PROVIDED DATA:

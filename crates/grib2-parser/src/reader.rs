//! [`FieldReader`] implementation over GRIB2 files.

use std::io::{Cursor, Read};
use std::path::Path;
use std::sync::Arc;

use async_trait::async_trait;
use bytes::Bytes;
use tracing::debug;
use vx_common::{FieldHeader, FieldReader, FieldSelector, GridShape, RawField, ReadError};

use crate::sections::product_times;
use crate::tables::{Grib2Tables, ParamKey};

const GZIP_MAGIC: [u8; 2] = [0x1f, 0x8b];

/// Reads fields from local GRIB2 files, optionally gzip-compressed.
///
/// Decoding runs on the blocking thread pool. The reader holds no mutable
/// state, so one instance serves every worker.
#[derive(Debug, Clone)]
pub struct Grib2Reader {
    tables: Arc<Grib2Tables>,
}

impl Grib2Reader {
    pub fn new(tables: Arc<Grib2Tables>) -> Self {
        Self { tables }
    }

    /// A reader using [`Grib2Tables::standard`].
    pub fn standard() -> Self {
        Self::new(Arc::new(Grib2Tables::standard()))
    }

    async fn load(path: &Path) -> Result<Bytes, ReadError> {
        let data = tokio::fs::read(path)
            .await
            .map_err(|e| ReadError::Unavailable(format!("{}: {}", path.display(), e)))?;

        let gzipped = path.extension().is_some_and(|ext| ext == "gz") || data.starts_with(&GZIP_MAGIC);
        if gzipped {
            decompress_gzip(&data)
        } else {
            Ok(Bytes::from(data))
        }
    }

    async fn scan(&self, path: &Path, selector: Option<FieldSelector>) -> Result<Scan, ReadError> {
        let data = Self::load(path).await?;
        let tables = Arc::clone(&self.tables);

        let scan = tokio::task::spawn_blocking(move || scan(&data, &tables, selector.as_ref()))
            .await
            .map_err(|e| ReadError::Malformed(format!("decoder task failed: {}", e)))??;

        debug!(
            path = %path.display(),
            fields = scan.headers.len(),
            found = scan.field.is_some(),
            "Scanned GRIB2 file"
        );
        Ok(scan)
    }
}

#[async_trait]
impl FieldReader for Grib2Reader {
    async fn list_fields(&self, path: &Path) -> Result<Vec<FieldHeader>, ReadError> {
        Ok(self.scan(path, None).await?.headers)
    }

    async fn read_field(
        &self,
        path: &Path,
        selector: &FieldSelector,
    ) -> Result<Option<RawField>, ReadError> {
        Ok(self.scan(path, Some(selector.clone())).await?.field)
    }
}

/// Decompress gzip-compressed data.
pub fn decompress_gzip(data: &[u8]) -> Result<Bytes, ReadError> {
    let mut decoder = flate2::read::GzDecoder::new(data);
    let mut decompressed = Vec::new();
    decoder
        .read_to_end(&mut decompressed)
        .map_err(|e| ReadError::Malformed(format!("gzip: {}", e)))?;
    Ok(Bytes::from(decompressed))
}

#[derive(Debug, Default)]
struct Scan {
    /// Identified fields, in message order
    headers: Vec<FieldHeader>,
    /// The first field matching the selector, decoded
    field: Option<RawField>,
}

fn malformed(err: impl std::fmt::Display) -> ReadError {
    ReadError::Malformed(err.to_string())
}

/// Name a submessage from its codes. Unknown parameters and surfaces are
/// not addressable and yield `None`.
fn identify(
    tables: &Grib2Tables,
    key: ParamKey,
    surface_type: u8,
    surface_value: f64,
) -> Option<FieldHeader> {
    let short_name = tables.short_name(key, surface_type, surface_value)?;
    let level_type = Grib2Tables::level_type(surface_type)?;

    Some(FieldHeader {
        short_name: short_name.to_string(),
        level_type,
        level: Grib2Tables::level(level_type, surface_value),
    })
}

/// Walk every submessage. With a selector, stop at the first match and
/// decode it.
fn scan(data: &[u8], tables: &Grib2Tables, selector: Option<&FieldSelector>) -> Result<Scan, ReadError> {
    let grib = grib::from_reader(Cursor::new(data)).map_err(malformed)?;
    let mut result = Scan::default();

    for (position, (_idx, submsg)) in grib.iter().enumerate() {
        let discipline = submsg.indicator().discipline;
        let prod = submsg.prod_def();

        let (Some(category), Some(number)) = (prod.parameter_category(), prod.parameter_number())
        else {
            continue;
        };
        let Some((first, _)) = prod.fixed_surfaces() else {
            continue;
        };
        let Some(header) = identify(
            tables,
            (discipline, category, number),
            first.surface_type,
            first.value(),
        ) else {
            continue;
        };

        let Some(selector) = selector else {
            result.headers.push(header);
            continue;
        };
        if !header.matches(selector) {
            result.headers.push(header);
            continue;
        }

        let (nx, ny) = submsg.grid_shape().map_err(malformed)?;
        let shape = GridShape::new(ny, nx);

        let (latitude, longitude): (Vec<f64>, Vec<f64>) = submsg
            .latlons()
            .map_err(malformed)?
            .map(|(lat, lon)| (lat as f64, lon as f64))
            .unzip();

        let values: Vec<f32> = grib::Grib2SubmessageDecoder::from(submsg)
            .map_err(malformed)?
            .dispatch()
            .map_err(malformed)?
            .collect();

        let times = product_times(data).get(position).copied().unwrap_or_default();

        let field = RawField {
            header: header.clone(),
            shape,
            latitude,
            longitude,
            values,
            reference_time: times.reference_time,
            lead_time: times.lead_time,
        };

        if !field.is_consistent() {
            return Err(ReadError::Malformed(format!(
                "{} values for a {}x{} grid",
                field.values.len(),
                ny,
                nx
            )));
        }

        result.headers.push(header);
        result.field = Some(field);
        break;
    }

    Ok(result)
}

TO DO: Including any blank lines, repeat the data exactly.

EXERCISE ANSWER:
filename crates/grib2-parser/src/reader.rs
//! [`FieldReader`] implementation over GRIB2 files.

use std::io::{Cursor, Read};
use std::path::Path;
use std::sync::Arc;

use async_trait::async_trait;
use bytes::Bytes;
use tracing::debug;
use vx_common::{FieldHeader, FieldReader, FieldSelector, GridShape, RawField, ReadError};

use crate::sections::product_times;
use crate::tables::{Grib2Tables, ParamKey};

const GZIP_MAGIC: [u8; 2] = [0x1f, 0x8b];

/// Reads fields from local GRIB2 files, optionally gzip-compressed.
///
/// Decoding runs on the blocking thread pool. The reader holds no mutable
/// state, so one instance serves every worker.
#[derive(Debug, Clone)]
pub struct Grib2Reader {
    tables: Arc<Grib2Tables>,
}

impl Grib2Reader {
    pub fn new(tables: Arc<Grib2Tables>) -> Self {
        Self { tables }
    }

    /// A reader using [`Grib2Tables::standard`].
    pub fn standard() -> Self {
        Self::new(Arc::new(Grib2Tables::standard()))
    }

    async fn load(path: &Path) -> Result<Bytes, ReadError> {
        let data = tokio::fs::read(path)
            .await
            .map_err(|e| ReadError::Unavailable(format!("{}: {}", path.display(), e)))?;

        let gzipped = path.extension().is_some_and(|ext| ext == "gz") || data.starts_with(&GZIP_MAGIC);
        if gzipped {
            decompress_gzip(&data)
        } else {
            Ok(Bytes::from(data))
        }
    }

    async fn scan(&self, path: &Path, selector: Option<FieldSelector>) -> Result<Scan, ReadError> {
        let data = Self::load(path).await?;
        let tables = Arc::clone(&self.tables);

        let scan = tokio::task::spawn_blocking(move || scan(&data, &tables, selector.as_ref()))
            .await
            .map_err(|e| ReadError::Malformed(format!("decoder task failed: {}", e)))??;

        debug!(
            path = %path.display(),
            fields = scan.headers.len(),
            found = scan.field.is_some(),
            "Scanned GRIB2 file"
        );
        Ok(scan)
    }
}

#[async_trait]
impl FieldReader for Grib2Reader {
    async fn list_fields(&self, path: &Path) -> Result<Vec<FieldHeader>, ReadError> {
        Ok(self.scan(path, None).await?.headers)
    }

    async fn read_field(
        &self,
        path: &Path,
        selector: &FieldSelector,
    ) -> Result<Option<RawField>, ReadError> {
        Ok(self.scan(path, Some(selector.clone())).await?.field)
    }
}

/// Decompress gzip-compressed data.
pub fn decompress_gzip(data: &[u8]) -> Result<Bytes, ReadError> {
    let mut decoder = flate2::read::GzDecoder::new(data);
    let mut decompressed = Vec::new();
    decoder
        .read_to_end(&mut decompressed)
        .map_err(|e| ReadError::Malformed(format!("gzip: {}", e)))?;
    Ok(Bytes::from(decompressed))
}

#[derive(Debug, Default)]
struct Scan {
    /// Identified fields, in message order
    headers: Vec<FieldHeader>,
    /// The first field matching the selector, decoded
    field: Option<RawField>,
}

fn malformed(err: impl std::fmt::Display) -> ReadError {
    ReadError::Malformed(err.to_string())
}

/// Name a submessage from its codes. Unknown parameters and surfaces are
/// not addressable and yield `None`.
fn identify(
    tables: &Grib2Tables,
    key: ParamKey,
    surface_type: u8,
    surface_value: f64,
) -> Option<FieldHeader> {
    let short_name = tables.short_name(key, surface_type, surface_value)?;
    let level_type = Grib2Tables::level_type(surface_type)?;

    Some(FieldHeader {
        short_name: short_name.to_string(),
        level_type,
        level: Grib2Tables::level(level_type, surface_value),
    })
}

/// Walk every submessage. With a selector, stop at the first match and
/// decode it.
fn scan(data: &[u8], tables: &Grib2Tables, selector: Option<&FieldSelector>) -> Result<Scan, ReadError> {
    let grib = grib::from_reader(Cursor::new(data)).map_err(malformed)?;
    let mut result = Scan::default();

    for (position, (_idx, submsg)) in grib.iter().enumerate() {
        let discipline = submsg.indicator().discipline;
        let prod = submsg.prod_def();

        let (Some(category), Some(number)) = (prod.parameter_category(), prod.parameter_number())
        else {
            continue;
        };
        let Some((first, _)) = prod.fixed_surfaces() else {
            continue;
        };
        let Some(header) = identify(
            tables,
            (discipline, category, number),
            first.surface_type,
            first.value(),
        ) else {
            continue;
        };

        let Some(selector) = selector else {
            result.headers.push(header);
            continue;
        };
        if !header.matches(selector) {
            result.headers.push(header);
            continue;
        }

        let (nx, ny) = submsg.grid_shape().map_err(malformed)?;
        let shape = GridShape::new(ny, nx);

        let (latitude, longitude): (Vec<f64>, Vec<f64>) = submsg
            .latlons()
            .map_err(malformed)?
            .map(|(lat, lon)| (lat as f64, lon as f64))
            .unzip();

        let values: Vec<f32> = grib::Grib2SubmessageDecoder::from(submsg)
            .map_err(malformed)?
            .dispatch()
            .map_err(malformed)?
            .collect();

        let times = product_times(data).get(position).copied().unwrap_or_default();

        let field = RawField {
            header: header.clone(),
            shape,
            latitude,
            longitude,
            values,
            reference_time: times.reference_time,
            lead_time: times.lead_time,
        };

        if !field.is_consistent() {
            return Err(ReadError::Malformed(format!(
                "{} values for a {}x{} grid",
                field.values.len(),
                ny,
                nx
            )));
        }

        result.headers.push(header);
        result.field = Some(field);
        break;
    }

    Ok(result)
}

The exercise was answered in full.